The other day, a mem­ory began to haunt me, and I think that if I recount it here on my blog, per­haps I can exor­cise it.  Is it nor­mal to feel guilt for some­thing so minor that hap­pened over 20 years ago?  I imag­ine peo­ple have felt guilt for weirder things.

Christmas day.  I’m 10 or 11, and I’m excited as any kid is.  I wake up at 5:30 AM know­ing that Santa has already been to the house.  He always comes right after sleep.  I wake up my lit­tle brother and sis­ter and we creep down­stairs to see what bounty he’s left.

This is maybe the first or sec­ond year since my par­ents divorced.  I’m iffy on the time­line.  But I remem­ber what hap­pened next like it hap­pened last week.

We get down­stairs, and under the tree is a sin­gle gift for each one of us.  First world prob­lem, I know.  Here’s where the guilt lies.  When our par­ents had been mar­ried, Christmas has been full of presents, toys, what­not.  We were spoiled—make no mistake.

For myself, a small globe of the world.  My brother had received a small stuffed ani­mal that vaguely resem­bled a par­rot.  I can’t remem­ber what my sis­ter received, but it was sim­i­larly modest. 

To say we were upset would be under­selling it.  I think part of it was, we had no con­cept at the time that our Dad bought these things him­self.  Part of it was that we were greedy lit­tle kids, but also, I think com­pared to pre­vi­ous years, we thought that some­how Santa was pun­ish­ing us.  We really didn’t think much of the gifts.  What had we done wrong that year? 

We crawled into our dad’s bed en masse, cry­ing and wail­ing.
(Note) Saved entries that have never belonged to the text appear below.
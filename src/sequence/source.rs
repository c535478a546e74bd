use super::category::HealthDataType;
use crate::storage::Anchor;
use async_trait::async_trait;
use chrono::{DateTime, Utc};
use serde::Deserialize;
use std::fs::File;
use std::io::{BufRead, BufReader, Seek, SeekFrom};
use std::path::{Path, PathBuf};
use thiserror::Error;
use tracing::warn;

#[derive(Debug, Error)]
pub enum SourceError {
    #[error("io error: {0}")]
    Io(#[from] std::io::Error),

    #[error("invalid anchor: expected 8 bytes, got {0}")]
    InvalidAnchor(usize),

    #[error("sample query task failed: {0}")]
    Task(String),
}

impl SourceError {
    pub fn is_permission_denied(&self) -> bool {
        matches!(self, SourceError::Io(e) if e.kind() == std::io::ErrorKind::PermissionDenied)
    }
}

/// Result of an anchored query: the samples found and the anchor to resume
/// from next time.
#[derive(Debug, Clone, PartialEq)]
pub struct SampleBatch {
    pub anchor: Anchor,
    pub samples: Vec<serde_json::Value>,
}

/// A change feed of raw samples per category.
#[async_trait]
pub trait SampleSource: Send + Sync {
    /// Return every sample in `[start, end)` newer than `anchor`.
    async fn query(
        &self,
        category: HealthDataType,
        start: DateTime<Utc>,
        end: DateTime<Utc>,
        anchor: Option<Anchor>,
    ) -> Result<SampleBatch, SourceError>;
}

#[derive(Debug, Deserialize)]
struct SampleDates {
    start_date: DateTime<Utc>,
}

/// Reads samples from `<dir>/<category>.jsonl`, one JSON object per line with
/// at least a `start_date` field. The anchor is the byte offset already
/// consumed.
///
/// Lines must be appended in `start_date` order. Samples dated before the
/// window are consumed and skipped. Reading stops at the first sample dated at
/// or after the window end, which stays unconsumed for a later window. A
/// trailing line without a newline is treated as still being written, and a
/// line that does not decode is logged and consumed.
#[derive(Debug, Clone)]
pub struct JsonlSampleSource {
    dir: PathBuf,
}

impl JsonlSampleSource {
    pub fn new(dir: impl Into<PathBuf>) -> Self {
        Self { dir: dir.into() }
    }

    pub fn path_for(&self, category: HealthDataType) -> PathBuf {
        self.dir.join(format!("{}.jsonl", category.key_name()))
    }
}

pub fn offset_anchor(offset: u64) -> Anchor {
    Anchor(offset.to_be_bytes().to_vec())
}

pub fn anchor_offset(anchor: &Anchor) -> Result<u64, SourceError> {
    let bytes: [u8; 8] = anchor
        .0
        .as_slice()
        .try_into()
        .map_err(|_| SourceError::InvalidAnchor(anchor.0.len()))?;
    Ok(u64::from_be_bytes(bytes))
}

fn read_window(
    path: &Path,
    start: DateTime<Utc>,
    end: DateTime<Utc>,
    offset: u64,
) -> Result<SampleBatch, SourceError> {
    let file = match File::open(path) {
        Ok(file) => file,
        Err(e) if e.kind() == std::io::ErrorKind::NotFound => {
            return Ok(SampleBatch {
                anchor: offset_anchor(offset),
                samples: Vec::new(),
            });
        }
        Err(e) => return Err(e.into()),
    };

    let mut reader = BufReader::new(file);
    reader.seek(SeekFrom::Start(offset))?;

    let mut consumed = offset;
    let mut samples = Vec::new();
    let mut line = Vec::new();

    loop {
        line.clear();
        let n = reader.read_until(b'\n', &mut line)?;
        if n == 0 || line.last() != Some(&b'\n') {
            break;
        }

        let text = String::from_utf8_lossy(&line);
        let text = text.trim();
        if text.is_empty() {
            consumed += n as u64;
            continue;
        }

        let decoded = serde_json::from_str::<serde_json::Value>(text).and_then(|sample| {
            serde_json::from_value::<SampleDates>(sample.clone()).map(|dates| (sample, dates))
        });
        let (sample, dates) = match decoded {
            Ok(decoded) => decoded,
            Err(e) => {
                warn!(
                    path = %path.display(),
                    offset = consumed,
                    error = %e,
                    "Discarding undecodable sample line"
                );
                consumed += n as u64;
                continue;
            }
        };

        if dates.start_date >= end {
            break;
        }

        consumed += n as u64;
        if dates.start_date >= start {
            samples.push(sample);
        } else if offset > 0 {
            // A resumed read only meets these when the file is out of order
            // or the previous window was never uploaded.
            warn!(
                path = %path.display(),
                start_date = %dates.start_date,
                window_start = %start,
                "Skipping sample dated before the upload window"
            );
        }
    }

    Ok(SampleBatch {
        anchor: offset_anchor(consumed),
        samples,
    })
}

#[async_trait]
impl SampleSource for JsonlSampleSource {
    async fn query(
        &self,
        category: HealthDataType,
        start: DateTime<Utc>,
        end: DateTime<Utc>,
        anchor: Option<Anchor>,
    ) -> Result<SampleBatch, SourceError> {
        let offset = match anchor {
            Some(anchor) => anchor_offset(&anchor)?,
            None => 0,
        };
        let path = self.path_for(category);

        tokio::task::spawn_blocking(move || read_window(&path, start, end, offset))
            .await
            .map_err(|e| SourceError::Task(e.to_string()))?
    }
}

#[cfg(test)]
mod tests {
    use super::*;
    use chrono::TimeZone;
    use std::io::Write;

    fn at(hour: u32) -> DateTime<Utc> {
        Utc.with_ymd_and_hms(2024, 3, 1, hour, 0, 0).unwrap()
    }

    fn sample_line(hour: u32, value: u32) -> String {
        format!(
            "{{\"start_date\":\"{}\",\"end_date\":\"{}\",\"value\":{}}}\n",
            at(hour).to_rfc3339(),
            at(hour).to_rfc3339(),
            value
        )
    }

    fn write_samples(dir: &Path, category: HealthDataType, lines: &[String]) {
        let mut file = File::create(dir.join(format!("{}.jsonl", category.key_name()))).unwrap();
        for line in lines {
            file.write_all(line.as_bytes()).unwrap();
        }
    }

    #[tokio::test]
    async fn test_missing_file_is_empty() {
        let dir = tempfile::tempdir().unwrap();
        let source = JsonlSampleSource::new(dir.path());
        let batch = source
            .query(HealthDataType::StepCount, at(0), at(5), None)
            .await
            .unwrap();
        assert!(batch.samples.is_empty());
        assert_eq!(anchor_offset(&batch.anchor).unwrap(), 0);
    }

    #[tokio::test]
    async fn test_window_and_anchor_progression() {
        let dir = tempfile::tempdir().unwrap();
        let lines = vec![sample_line(1, 10), sample_line(2, 20), sample_line(4, 40)];
        write_samples(dir.path(), HealthDataType::StepCount, &lines);
        let source = JsonlSampleSource::new(dir.path());

        // Hour 1 is before the window: consumed and skipped. Hour 4 is after.
        let first = source
            .query(HealthDataType::StepCount, at(2), at(3), None)
            .await
            .unwrap();
        assert_eq!(first.samples.len(), 1);
        assert_eq!(first.samples[0]["value"], 20);
        let expected = (lines[0].len() + lines[1].len()) as u64;
        assert_eq!(anchor_offset(&first.anchor).unwrap(), expected);

        let second = source
            .query(HealthDataType::StepCount, at(3), at(5), Some(first.anchor))
            .await
            .unwrap();
        assert_eq!(second.samples.len(), 1);
        assert_eq!(second.samples[0]["value"], 40);
    }

    #[tokio::test]
    async fn test_partial_trailing_line_is_not_consumed() {
        let dir = tempfile::tempdir().unwrap();
        let complete = sample_line(1, 1);
        let partial = "{\"start_date\":\"2024-03-01T01:30".to_string();
        write_samples(dir.path(), HealthDataType::HeartRate, &[complete.clone(), partial]);
        let source = JsonlSampleSource::new(dir.path());

        let batch = source
            .query(HealthDataType::HeartRate, at(0), at(5), None)
            .await
            .unwrap();
        assert_eq!(batch.samples.len(), 1);
        assert_eq!(anchor_offset(&batch.anchor).unwrap(), complete.len() as u64);
    }

    #[tokio::test]
    async fn test_malformed_line_is_consumed_and_skipped() {
        let dir = tempfile::tempdir().unwrap();
        let lines = vec![
            sample_line(1, 10),
            "not json\n".to_string(),
            "{\"value\":3}\n".to_string(),
            sample_line(2, 20),
        ];
        write_samples(dir.path(), HealthDataType::HeartRate, &lines);
        let source = JsonlSampleSource::new(dir.path());

        let batch = source
            .query(HealthDataType::HeartRate, at(0), at(5), None)
            .await
            .unwrap();
        let values: Vec<_> = batch.samples.iter().map(|s| s["value"].clone()).collect();
        assert_eq!(values, vec![serde_json::json!(10), serde_json::json!(20)]);

        let total: usize = lines.iter().map(String::len).sum();
        assert_eq!(anchor_offset(&batch.anchor).unwrap(), total as u64);
    }

    #[tokio::test]
    async fn test_out_of_order_sample_is_consumed_on_resume() {
        let dir = tempfile::tempdir().unwrap();
        let lines = vec![sample_line(2, 20), sample_line(4, 40), sample_line(1, 10)];
        write_samples(dir.path(), HealthDataType::StepCount, &lines);
        let source = JsonlSampleSource::new(dir.path());

        let first = source
            .query(HealthDataType::StepCount, at(0), at(3), None)
            .await
            .unwrap();
        assert_eq!(first.samples.len(), 1);

        // The hour 1 line sits after hour 4, so the next window skips it.
        let second = source
            .query(HealthDataType::StepCount, at(3), at(6), Some(first.anchor))
            .await
            .unwrap();
        let values: Vec<_> = second.samples.iter().map(|s| s["value"].clone()).collect();
        assert_eq!(values, vec![serde_json::json!(40)]);
        let total: usize = lines.iter().map(String::len).sum();
        assert_eq!(anchor_offset(&second.anchor).unwrap(), total as u64);
    }

    #[test]
    fn test_invalid_anchor() {
        assert!(matches!(
            anchor_offset(&Anchor(vec![1, 2, 3])),
            Err(SourceError::InvalidAnchor(3))
        ));
    }
}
He woke to this, his three kids clutch­ing their gifts and sob­bing.  He didn’t get angry.  He didn’t get upset.  Instead, he did some­thing that I hope I will do some day with my own kids under a sim­i­lar situation.
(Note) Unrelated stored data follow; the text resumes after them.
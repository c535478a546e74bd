pub mod batch;
pub mod cli;
pub mod config;
pub mod device;
pub mod network;
pub mod reachability;
pub mod sequence;
pub mod storage;
use crate::batch::{BatchUploader, Buffer};
use crate::network::{ApiClient, UploadError};
use async_trait::async_trait;
use chrono::{Local, Utc};
use futures::future::BoxFuture;
use serde::{Deserialize, Serialize};
use sha2::{Digest, Sha256};
use std::sync::atomic::{AtomicU64, Ordering};
use std::sync::Arc;

/// One periodic device telemetry sample.
#[derive(Debug, Clone, PartialEq, Serialize, Deserialize)]
pub struct DeviceRecord {
    /// SHA-256 of the host name, hex encoded
    pub hashed_host: String,
    /// Local UTC offset in seconds
    pub time_zone_offset: i32,
    /// Increments with every record produced by this process
    pub sample: u64,
    /// Seconds since the Unix epoch
    pub timestamp: f64,
}

pub fn hash_host(host: &str) -> String {
    let mut hasher = Sha256::new();
    hasher.update(host.as_bytes());
    format!("{:x}", hasher.finalize())
}

fn local_host_name() -> String {
    hostname::get()
        .ok()
        .and_then(|h| h.to_str().map(|s| s.to_string()))
        .unwrap_or_else(|| "unknown".to_string())
}

/// Builds [`DeviceRecord`]s for this host.
#[derive(Debug)]
pub struct DeviceRecordProducer {
    hashed_host: String,
    counter: AtomicU64,
}

impl DeviceRecordProducer {
    pub fn new() -> Self {
        Self::for_host(&local_host_name())
    }

    pub fn for_host(host: &str) -> Self {
        Self {
            hashed_host: hash_host(host),
            counter: AtomicU64::new(0),
        }
    }

    pub fn next_record(&self) -> DeviceRecord {
        let now = Utc::now();
        DeviceRecord {
            hashed_host: self.hashed_host.clone(),
            time_zone_offset: Local::now().offset().local_minus_utc(),
            sample: self.counter.fetch_add(1, Ordering::Relaxed),
            timestamp: now.timestamp_micros() as f64 / 1_000_000.0,
        }
    }
}

impl Default for DeviceRecordProducer {
    fn default() -> Self {
        Self::new()
    }
}

/// Remote sink for device records.
#[async_trait]
pub trait DeviceDataSink: Send + Sync {
    async fn send_device_data(&self, record: &DeviceRecord) -> Result<(), UploadError>;
}

#[async_trait]
impl DeviceDataSink for ApiClient {
    async fn send_device_data(&self, record: &DeviceRecord) -> Result<(), UploadError> {
        ApiClient::send_device_data(self, record)
            .await
            .map_err(UploadError::from)
    }
}

/// Upload a device buffer. Only the first record is sent, so a batch reports
/// the device state at the start of its interval. An empty buffer succeeds
/// without a request.
pub fn upload_first_record(
    sink: Arc<dyn DeviceDataSink>,
    buffer: Buffer<DeviceRecord>,
) -> BoxFuture<'static, Result<(), UploadError>> {
    Box::pin(async move {
        match buffer.records.into_iter().next() {
            Some(record) => sink.send_device_data(&record).await,
            None => Ok(()),
        }
    })
}

/// Wire `uploader` to produce a record on every tick and send each buffer to
/// `sink`, then add a startup record. Returns false if the uploader was
/// already set up.
pub async fn start_device_uploader(
    uploader: &BatchUploader<DeviceRecord>,
    producer: Arc<DeviceRecordProducer>,
    sink: Arc<dyn DeviceDataSink>,
) -> bool {
    let tick_producer = Arc::clone(&producer);
    let started = uploader.setup(
        move || Some(tick_producer.next_record()),
        move |buffer| upload_first_record(Arc::clone(&sink), buffer),
    );

    if started {
        uploader.add_record(producer.next_record()).await;
    }
    started
}

#[cfg(test)]
mod tests {
    use super::*;
    use std::sync::Mutex;
    use uuid::Uuid;

    #[derive(Default)]
    struct RecordingSink {
        sent: Mutex<Vec<DeviceRecord>>,
    }

    #[async_trait]
    impl DeviceDataSink for RecordingSink {
        async fn send_device_data(&self, record: &DeviceRecord) -> Result<(), UploadError> {
            self.sent.lock().unwrap().push(record.clone());
            Ok(())
        }
    }

    fn buffer(records: Vec<DeviceRecord>) -> Buffer<DeviceRecord> {
        Buffer {
            buffer_id: Uuid::new_v4(),
            archived_at: Utc::now(),
            records,
        }
    }

    #[test]
    fn test_host_hash_is_stable_hex() {
        let hash = hash_host("lab-device-7");
        assert_eq!(hash.len(), 64);
        assert_eq!(hash, hash_host("lab-device-7"));
        assert_ne!(hash, hash_host("lab-device-8"));
    }

    #[test]
    fn test_sample_counter_increments() {
        let producer = DeviceRecordProducer::for_host("host");
        let first = producer.next_record();
        let second = producer.next_record();
        assert_eq!(first.sample, 0);
        assert_eq!(second.sample, 1);
        assert_eq!(first.hashed_host, second.hashed_host);
        assert!(second.timestamp >= first.timestamp);
    }

    #[tokio::test]
    async fn test_only_first_record_is_sent() {
        let sink = Arc::new(RecordingSink::default());
        let producer = DeviceRecordProducer::for_host("host");
        let records = vec![producer.next_record(), producer.next_record()];

        upload_first_record(sink.clone(), buffer(records.clone()))
            .await
            .unwrap();

        assert_eq!(*sink.sent.lock().unwrap(), vec![records[0].clone()]);
    }

    #[tokio::test]
    async fn test_empty_buffer_resolves_without_request() {
        let sink = Arc::new(RecordingSink::default());
        upload_first_record(sink.clone(), buffer(vec![])).await.unwrap();
        assert!(sink.sent.lock().unwrap().is_empty());
    }
}
use super::category::HealthDataType;
use super::source::{SampleSource, SourceError};
use crate::network::UploadError;
use crate::storage::SequenceStorage;
use async_trait::async_trait;
use chrono::{DateTime, Utc};
use serde::Serialize;
use std::sync::Arc;
use thiserror::Error;

#[derive(Debug, Error)]
pub enum SampleUploadError {
    #[error("internal error: {0}")]
    Internal(String),

    #[error("category '{0}' is not backed by samples")]
    UnexpectedDataType(HealthDataType),

    #[error("failed to fetch samples: {0}")]
    FetchData(#[source] SourceError),

    #[error("permission denied reading samples: {0}")]
    PermissionDenied(#[source] SourceError),

    #[error("upload rejected by server: {0}")]
    UploadServer(#[source] UploadError),

    #[error("upload failed, backend unreachable: {0}")]
    UploadConnectivity(String),
}

impl SampleUploadError {
    pub fn is_connectivity(&self) -> bool {
        matches!(self, SampleUploadError::UploadConnectivity(_))
    }
}

impl From<UploadError> for SampleUploadError {
    fn from(e: UploadError) -> Self {
        match e {
            UploadError::Connectivity(message) => SampleUploadError::UploadConnectivity(message),
            other => SampleUploadError::UploadServer(other),
        }
    }
}

impl From<SourceError> for SampleUploadError {
    fn from(e: SourceError) -> Self {
        if e.is_permission_denied() {
            SampleUploadError::PermissionDenied(e)
        } else {
            SampleUploadError::FetchData(e)
        }
    }
}

/// Samples of one category, ready to send.
#[derive(Debug, Clone, PartialEq, Serialize)]
pub struct SamplePayload {
    pub category: HealthDataType,
    pub samples: Vec<serde_json::Value>,
}

impl SamplePayload {
    /// Wire shape: the samples keyed by category name.
    pub fn to_json(&self) -> serde_json::Value {
        let mut data = serde_json::Map::new();
        data.insert(
            self.category.key_name().to_string(),
            serde_json::Value::Array(self.samples.clone()),
        );
        serde_json::Value::Object(data)
    }
}

/// Remote sink for health samples.
#[async_trait]
pub trait SampleNetwork: Send + Sync {
    async fn upload_health_data(
        &self,
        payload: &SamplePayload,
        source: &str,
    ) -> Result<(), UploadError>;
}

/// One unit of a sequence pass. The key is persisted as the resume cursor, so
/// it must be stable across restarts and unique within a coordinator.
#[async_trait]
pub trait LogicalUploader: Send + Sync {
    fn key(&self) -> &str;

    async fn run(&self, start: DateTime<Utc>, end: DateTime<Utc>) -> Result<(), SampleUploadError>;
}

/// Uploads the samples of one category for a time window, checkpointing the
/// source anchor only after the backend has accepted them.
pub struct SampleUploader {
    category: HealthDataType,
    source_tag: String,
    storage: Arc<dyn SequenceStorage>,
    source: Arc<dyn SampleSource>,
    network: Option<Arc<dyn SampleNetwork>>,
}

impl SampleUploader {
    pub fn new(
        category: HealthDataType,
        source_tag: impl Into<String>,
        storage: Arc<dyn SequenceStorage>,
        source: Arc<dyn SampleSource>,
    ) -> Self {
        Self {
            category,
            source_tag: source_tag.into(),
            storage,
            source,
            network: None,
        }
    }

    pub fn with_network(mut self, network: Arc<dyn SampleNetwork>) -> Self {
        self.network = Some(network);
        self
    }

    pub fn set_network(&mut self, network: Arc<dyn SampleNetwork>) {
        self.network = Some(network);
    }

    pub fn category(&self) -> HealthDataType {
        self.category
    }
}

#[async_trait]
impl LogicalUploader for SampleUploader {
    fn key(&self) -> &str {
        self.category.key_name()
    }

    async fn run(&self, start: DateTime<Utc>, end: DateTime<Utc>) -> Result<(), SampleUploadError> {
        if !self.category.is_sample_backed() {
            return Err(SampleUploadError::UnexpectedDataType(self.category));
        }

        let network = self
            .network
            .as_ref()
            .ok_or_else(|| SampleUploadError::Internal("no network sink configured".to_string()))?;

        let key = self.category.key_name();
        let anchor = self
            .storage
            .load_anchor(key)
            .await
            .map_err(|e| SampleUploadError::Internal(e.to_string()))?;

        let batch = self.source.query(self.category, start, end, anchor).await?;
        tracing::debug!(
            category = %self.category,
            samples = batch.samples.len(),
            start = %start,
            end = %end,
            "Fetched samples"
        );

        if !batch.samples.is_empty() {
            let payload = SamplePayload {
                category: self.category,
                samples: batch.samples,
            };
            network.upload_health_data(&payload, &self.source_tag).await?;
        }

        self.storage
            .save_anchor(key, &batch.anchor)
            .await
            .map_err(|e| SampleUploadError::Internal(e.to_string()))?;

        Ok(())
    }
}

#[cfg(test)]
mod tests {
    use super::*;
    use crate::sequence::source::SampleBatch;
    use crate::storage::{Anchor, MemoryStorage};
    use std::sync::Mutex;

    struct FixedSource {
        batch: SampleBatch,
    }

    #[async_trait]
    impl SampleSource for FixedSource {
        async fn query(
            &self,
            _category: HealthDataType,
            _start: DateTime<Utc>,
            _end: DateTime<Utc>,
            _anchor: Option<Anchor>,
        ) -> Result<SampleBatch, SourceError> {
            Ok(self.batch.clone())
        }
    }

    #[derive(Default)]
    struct RecordingNetwork {
        uploads: Mutex<Vec<(SamplePayload, String)>>,
    }

    #[async_trait]
    impl SampleNetwork for RecordingNetwork {
        async fn upload_health_data(
            &self,
            payload: &SamplePayload,
            source: &str,
        ) -> Result<(), UploadError> {
            self.uploads
                .lock()
                .unwrap()
                .push((payload.clone(), source.to_string()));
            Ok(())
        }
    }

    struct FailingNetwork(UploadError);

    #[async_trait]
    impl SampleNetwork for FailingNetwork {
        async fn upload_health_data(
            &self,
            _payload: &SamplePayload,
            _source: &str,
        ) -> Result<(), UploadError> {
            Err(self.0.clone())
        }
    }

    fn uploader(
        category: HealthDataType,
        samples: Vec<serde_json::Value>,
        storage: Arc<MemoryStorage>,
    ) -> SampleUploader {
        let source = Arc::new(FixedSource {
            batch: SampleBatch {
                anchor: Anchor(vec![7]),
                samples,
            },
        });
        SampleUploader::new(category, "test-device", storage, source)
    }

    #[tokio::test]
    async fn test_uploads_then_saves_anchor() {
        let storage = Arc::new(MemoryStorage::new());
        let network = Arc::new(RecordingNetwork::default());
        let uploader = uploader(
            HealthDataType::StepCount,
            vec![serde_json::json!({ "value": 1 })],
            storage.clone(),
        )
        .with_network(network.clone());

        uploader.run(Utc::now(), Utc::now()).await.unwrap();

        let uploads = network.uploads.lock().unwrap();
        assert_eq!(uploads.len(), 1);
        assert_eq!(uploads[0].1, "test-device");
        assert_eq!(
            uploads[0].0.to_json(),
            serde_json::json!({ "stepCount": [{ "value": 1 }] })
        );
        assert_eq!(
            storage.load_anchor("stepCount").await.unwrap(),
            Some(Anchor(vec![7]))
        );
    }

    #[tokio::test]
    async fn test_empty_batch_advances_anchor_without_upload() {
        let storage = Arc::new(MemoryStorage::new());
        let network = Arc::new(RecordingNetwork::default());
        let uploader = uploader(HealthDataType::HeartRate, vec![], storage.clone())
            .with_network(network.clone());

        uploader.run(Utc::now(), Utc::now()).await.unwrap();

        assert!(network.uploads.lock().unwrap().is_empty());
        assert_eq!(
            storage.load_anchor("heartRate").await.unwrap(),
            Some(Anchor(vec![7]))
        );
    }

    #[tokio::test]
    async fn test_failed_upload_keeps_anchor() {
        let storage = Arc::new(MemoryStorage::new());
        let uploader = uploader(
            HealthDataType::HeartRate,
            vec![serde_json::json!({ "value": 60 })],
            storage.clone(),
        )
        .with_network(Arc::new(FailingNetwork(UploadError::Connectivity(
            "offline".to_string(),
        ))));

        let err = uploader.run(Utc::now(), Utc::now()).await.unwrap_err();
        assert!(err.is_connectivity());
        assert_eq!(storage.load_anchor("heartRate").await.unwrap(), None);
    }

    #[tokio::test]
    async fn test_server_error_is_not_connectivity() {
        let storage = Arc::new(MemoryStorage::new());
        let uploader = uploader(
            HealthDataType::HeartRate,
            vec![serde_json::json!({ "value": 60 })],
            storage,
        )
        .with_network(Arc::new(FailingNetwork(UploadError::Server {
            status: 422,
            message: "bad payload".to_string(),
        })));

        let err = uploader.run(Utc::now(), Utc::now()).await.unwrap_err();
        assert!(matches!(err, SampleUploadError::UploadServer(_)));
    }

    #[tokio::test]
    async fn test_characteristic_category_is_rejected() {
        let storage = Arc::new(MemoryStorage::new());
        let uploader = uploader(HealthDataType::BloodType, vec![], storage)
            .with_network(Arc::new(RecordingNetwork::default()));

        let err = uploader.run(Utc::now(), Utc::now()).await.unwrap_err();
        assert!(matches!(
            err,
            SampleUploadError::UnexpectedDataType(HealthDataType::BloodType)
        ));
    }

    #[tokio::test]
    async fn test_missing_network_is_internal_error() {
        let storage = Arc::new(MemoryStorage::new());
        let uploader = uploader(HealthDataType::StepCount, vec![], storage);

        let err = uploader.run(Utc::now(), Utc::now()).await.unwrap_err();
        assert!(matches!(err, SampleUploadError::Internal(_)));
    }
}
Instead, he showed us what we had missed about our gifts.  My globe had topo­graph­i­cal fea­tures, bumps where there were moun­tains.  I had never seen that before, and it was pretty neat.  On my brother’s gift, he showed that it actu­ally recorded what you said and par­roted it back to you with but­tons on each wing—one to record, and one to play. 

The guilt lies here.  How must our ingrat­i­tude felt to my father?  I know now, and I even knew then, that times were tough, as tough as they ever got.  He filed for bank­ruptcy after his divorce, and he worked for the city as a meter man, writ­ing park­ing tick­ets.  We were liv­ing hand to mouth, with­out a doubt.  The only way he could afford Christmas presents at all was that he had a Christmas club account with his credit union that took a tiny frac­tion of each pay­check and socked it away.

My dad kept it together and did the best he could in the sit­u­a­tion.  I’m just in awe of that.  I’m sure our tears hurt him about as much as any­thing could, but he didn’t show it.    Eventually, we were pla­cated, and we went off to play with our gifts.  I won­der what he thought about as he lay there in bed? Did the sting go away quickly?  Was he ashamed? My guilt is that in our child­ish igno­rance, we made our father ashamed of the gifts he had bought us.

That globe became one of my prized pos­ses­sions all through my child­hood.  Long after it was some­thing I really needed, I used it as a piggy bank. open­ing it up and stash­ing my cash inside of it from work­ing in fast food.  I think I threw it away after I moved to Laramie, because it was lit­er­ally falling apart, peel­ing into pieces.  I really wish I hadn’t done that.  By then, the sen­ti­ment of the object had faded.  Well, but it hadn’t faded. It was merely dor­mant.  And right now, I wish I had it sit­ting atop my book­shelf.  I wish that I still had it, to show the mem­ory of my father that I am grate­ful for the things he gave me.

Instead, this blog post will have to do that.